== Information provided

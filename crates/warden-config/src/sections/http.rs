// Copyright (c) 2025 Geoffrey Huntley <ghuntley@ghuntley.com>. All rights reserved.
// SPDX-License-Identifier: Proprietary

//! HTTP listener configuration.

use serde::Deserialize;

/// HTTP configuration (runtime, fully resolved).
#[derive(Debug, Clone)]
pub struct HttpConfig {
	pub host: String,
	pub port: u16,
}

impl Default for HttpConfig {
	fn default() -> Self {
		Self {
			host: "0.0.0.0".to_string(),
			port: 8000,
		}
	}
}

/// HTTP configuration layer (partial, for merging).
#[derive(Debug, Clone, Default, Deserialize)]
pub struct HttpConfigLayer {
	#[serde(default)]
	pub host: Option<String>,
	#[serde(default)]
	pub port: Option<u16>,
}

impl HttpConfigLayer {
	pub fn merge(&mut self, other: HttpConfigLayer) {
		if other.host.is_some() {
			self.host = other.host;
		}
		if other.port.is_some() {
			self.port = other.port;
		}
	}

	pub fn finalize(self) -> HttpConfig {
		let defaults = HttpConfig::default();
		HttpConfig {
			host: self.host.unwrap_or(defaults.host),
			port: self.port.unwrap_or(defaults.port),
		}
	}
}
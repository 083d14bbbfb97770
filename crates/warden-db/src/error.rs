// Copyright (c) 2025 Geoffrey Huntley <ghuntley@ghuntley.com>. All rights reserved.
// SPDX-License-Identifier: Proprietary

#[derive(Debug, thiserror::Error)]
pub enum DbError {
	#[error("Database error: {0}")]
	Sqlx(#[from] sqlx::Error),

	#[error("Conflict: {0}")]
	Conflict(String),

	#[error("Internal: {0}")]
	Internal(String),

	#[error("Serialization error: {0}")]
	Serialization(#[from] serde_json::Error),
}

impl DbError {
	/// True when the error is a uniqueness conflict.
	pub fn is_conflict(&self) -> bool {
		matches!(self, DbError::Conflict(_))
	}
}

/// Map an insert/update error, turning unique-constraint violations into
/// [`DbError::Conflict`] with the given description.
pub(crate) fn map_unique_violation(e: sqlx::Error, what: &str) -> DbError {
	if let sqlx::Error::Database(ref db) = e {
		if db.is_unique_violation() {
			return DbError::Conflict(what.to_string());
		}
	}
	DbError::Sqlx(e)
}

pub type Result<T> = std::result::Result<T, DbError>;
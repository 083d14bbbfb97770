// Copyright (c) 2025 Geoffrey Huntley <ghuntley@ghuntley.com>. All rights reserved.
// SPDX-License-Identifier: Proprietary

//! Caller identity carried through every API operation.

use serde::{Deserialize, Serialize};

/// The authenticated caller of an API operation.
///
/// Populated by the edge authenticator: `identifier` is the caller's
/// external id, and `admin` is true when the caller is on the configured
/// admin whitelist. Admin callers bypass the authorization gate entirely.
#[derive(Debug, Clone, Default, PartialEq, Eq, Serialize, Deserialize)]
pub struct RequestInfo {
	/// External identifier of the caller.
	pub identifier: String,

	/// Whether the caller bypasses authorization.
	pub admin: bool,
}

impl RequestInfo {
	/// Creates a request context for a caller.
	pub fn new(identifier: impl Into<String>, admin: bool) -> Self {
		Self {
			identifier: identifier.into(),
			admin,
		}
	}
}
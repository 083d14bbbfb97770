// Copyright (c) 2025 Geoffrey Huntley <ghuntley@ghuntley.com>. All rights reserved.
// SPDX-License-Identifier: Proprietary

//! Configuration sources: defaults, TOML files and environment variables.

use std::path::PathBuf;

use tracing::{debug, trace};

use crate::error::ConfigError;
use crate::layer::ServerConfigLayer;
use crate::sections::{AuthConfigLayer, DatabaseConfigLayer, HttpConfigLayer, LoggingConfigLayer};

/// Source precedence levels (higher = overrides lower).
#[derive(Debug, Clone, Copy, PartialEq, Eq, PartialOrd, Ord)]
pub enum Precedence {
	Defaults = 10,
	ConfigFile = 20,
	Environment = 50,
}

/// Trait for configuration sources.
pub trait ConfigSource: Send + Sync {
	fn name(&self) -> &'static str;
	fn precedence(&self) -> Precedence;
	fn load(&self) -> Result<ServerConfigLayer, ConfigError>;
}

/// Built-in defaults source.
pub struct DefaultsSource;

impl ConfigSource for DefaultsSource {
	fn name(&self) -> &'static str {
		"defaults"
	}

	fn precedence(&self) -> Precedence {
		Precedence::Defaults
	}

	fn load(&self) -> Result<ServerConfigLayer, ConfigError> {
		debug!("loading defaults");
		Ok(ServerConfigLayer::default())
	}
}

/// TOML file configuration source.
pub struct TomlSource {
	path: PathBuf,
}

impl TomlSource {
	pub fn new(path: impl Into<PathBuf>) -> Self {
		Self { path: path.into() }
	}

	pub fn system() -> Self {
		Self::new("/etc/warden/server.toml")
	}
}

impl ConfigSource for TomlSource {
	fn name(&self) -> &'static str {
		"toml-config"
	}

	fn precedence(&self) -> Precedence {
		Precedence::ConfigFile
	}

	fn load(&self) -> Result<ServerConfigLayer, ConfigError> {
		if !self.path.exists() {
			debug!(path = %self.path.display(), "config file not found, skipping");
			return Ok(ServerConfigLayer::default());
		}

		debug!(path = %self.path.display(), "loading config file");
		let content = std::fs::read_to_string(&self.path).map_err(|e| ConfigError::FileRead {
			path: self.path.clone(),
			source: e,
		})?;

		let layer: ServerConfigLayer =
			toml::from_str(&content).map_err(|e| ConfigError::TomlParse {
				path: self.path.clone(),
				source: e,
			})?;

		trace!("parsed config layer from TOML");
		Ok(layer)
	}
}

/// Environment variable source.
///
/// Convention: WARDEN_SERVER_<SECTION>_<FIELD>
pub struct EnvSource;

impl ConfigSource for EnvSource {
	fn name(&self) -> &'static str {
		"environment"
	}

	fn precedence(&self) -> Precedence {
		Precedence::Environment
	}

	fn load(&self) -> Result<ServerConfigLayer, ConfigError> {
		debug!("loading environment variables");
		Ok(ServerConfigLayer {
			http: Some(HttpConfigLayer {
				host: env_var("WARDEN_SERVER_HTTP_HOST"),
				port: env_u16("WARDEN_SERVER_HTTP_PORT")?,
			}),
			database: Some(DatabaseConfigLayer {
				url: env_var("WARDEN_SERVER_DATABASE_URL"),
			}),
			auth: Some(AuthConfigLayer {
				admin_external_ids: env_var("WARDEN_SERVER_AUTH_ADMIN_IDS").map(|v| {
					v.split(',')
						.map(str::trim)
						.filter(|s| !s.is_empty())
						.map(str::to_string)
						.collect()
				}),
			}),
			logging: Some(LoggingConfigLayer {
				level: env_var("WARDEN_SERVER_LOG_LEVEL"),
			}),
		})
	}
}

fn env_var(name: &str) -> Option<String> {
	std::env::var(name).ok().filter(|s| !s.is_empty())
}

fn env_u16(name: &str) -> Result<Option<u16>, ConfigError> {
	match env_var(name) {
		Some(v) => v.parse().map(Some).map_err(|_| ConfigError::InvalidValue {
			key: name.to_string(),
			message: format!("invalid u16 value '{v}'"),
		}),
		None => Ok(None),
	}
}
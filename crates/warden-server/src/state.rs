// Copyright (c) 2025 Geoffrey Huntley <ghuntley@ghuntley.com>. All rights reserved.
// SPDX-License-Identifier: Proprietary

//! Shared application state for the HTTP routes.

use std::sync::Arc;

use sqlx::sqlite::SqlitePool;

use warden_api::{GroupApi, PolicyApi, UserApi};
use warden_authz::AccessControl;
use warden_config::ServerConfig;
use warden_db::{
	GroupRepository, GroupStore, PolicyRepository, PolicyStore, UserRepository, UserStore,
};

use crate::authenticator::{Authenticator, HeaderAuthenticator};

/// Everything a route handler needs: the resource APIs and the
/// authenticator. Cheap to clone; all members are shared.
#[derive(Clone)]
pub struct AppState {
	pub users: Arc<UserApi>,
	pub groups: Arc<GroupApi>,
	pub policies: Arc<PolicyApi>,
	pub authenticator: Arc<dyn Authenticator>,
}

/// Wire the repositories, gate and APIs over a database pool.
pub fn create_app_state(pool: SqlitePool, config: &ServerConfig) -> AppState {
	let users_store: Arc<dyn UserStore> = Arc::new(UserRepository::new(pool.clone()));
	let groups_store: Arc<dyn GroupStore> = Arc::new(GroupRepository::new(pool.clone()));
	let policies_store: Arc<dyn PolicyStore> = Arc::new(PolicyRepository::new(pool));

	let access = Arc::new(AccessControl::new(
		Arc::clone(&users_store),
		Arc::clone(&policies_store),
	));

	AppState {
		users: Arc::new(UserApi::new(Arc::clone(&users_store), Arc::clone(&access))),
		groups: Arc::new(GroupApi::new(
			Arc::clone(&users_store),
			Arc::clone(&groups_store),
			Arc::clone(&policies_store),
			Arc::clone(&access),
		)),
		policies: Arc::new(PolicyApi::new(policies_store, access)),
		authenticator: Arc::new(HeaderAuthenticator::new(
			config.auth.admin_external_ids.clone(),
		)),
	}
}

====

What is needed
If a line falls between the first line of the entries and the line containing "the given description.", or is one of those two, restate it word for word; leave all other lines out.

Output of the exercise
filename crates/warden-config/src/sections/http.rs
// Copyright (c) 2025 Geoffrey Huntley <ghuntley@ghuntley.com>. All rights reserved.
// SPDX-License-Identifier: Proprietary

//! HTTP listener configuration.

use serde::Deserialize;

/// HTTP configuration (runtime, fully resolved).
#[derive(Debug, Clone)]
pub struct HttpConfig {
	pub host: String,
	pub port: u16,
}

impl Default for HttpConfig {
	fn default() -> Self {
		Self {
			host: "0.0.0.0".to_string(),
			port: 8000,
		}
	}
}

/// HTTP configuration layer (partial, for merging).
#[derive(Debug, Clone, Default, Deserialize)]
pub struct HttpConfigLayer {
	#[serde(default)]
	pub host: Option<String>,
	#[serde(default)]
	pub port: Option<u16>,
}

impl HttpConfigLayer {
	pub fn merge(&mut self, other: HttpConfigLayer) {
		if other.host.is_some() {
			self.host = other.host;
		}
		if other.port.is_some() {
			self.port = other.port;
		}
	}

	pub fn finalize(self) -> HttpConfig {
		let defaults = HttpConfig::default();
		HttpConfig {
			host: self.host.unwrap_or(defaults.host),
			port: self.port.unwrap_or(defaults.port),
		}
	}
}
repository 083d14bbbfb97770
filename crates/warden-db/src/error.rs
// Copyright (c) 2025 Geoffrey Huntley <ghuntley@ghuntley.com>. All rights reserved.
// SPDX-License-Identifier: Proprietary

#[derive(Debug, thiserror::Error)]
pub enum DbError {
	#[error("Database error: {0}")]
	Sqlx(#[from] sqlx::Error),

	#[error("Conflict: {0}")]
	Conflict(String),

	#[error("Internal: {0}")]
	Internal(String),

	#[error("Serialization error: {0}")]
	Serialization(#[from] serde_json::Error),
}

impl DbError {
	/// True when the error is a uniqueness conflict.
	pub fn is_conflict(&self) -> bool {
		matches!(self, DbError::Conflict(_))
	}
}

/// Map an insert/update error, turning unique-constraint violations into
/// [`DbError::Conflict`] with the given description.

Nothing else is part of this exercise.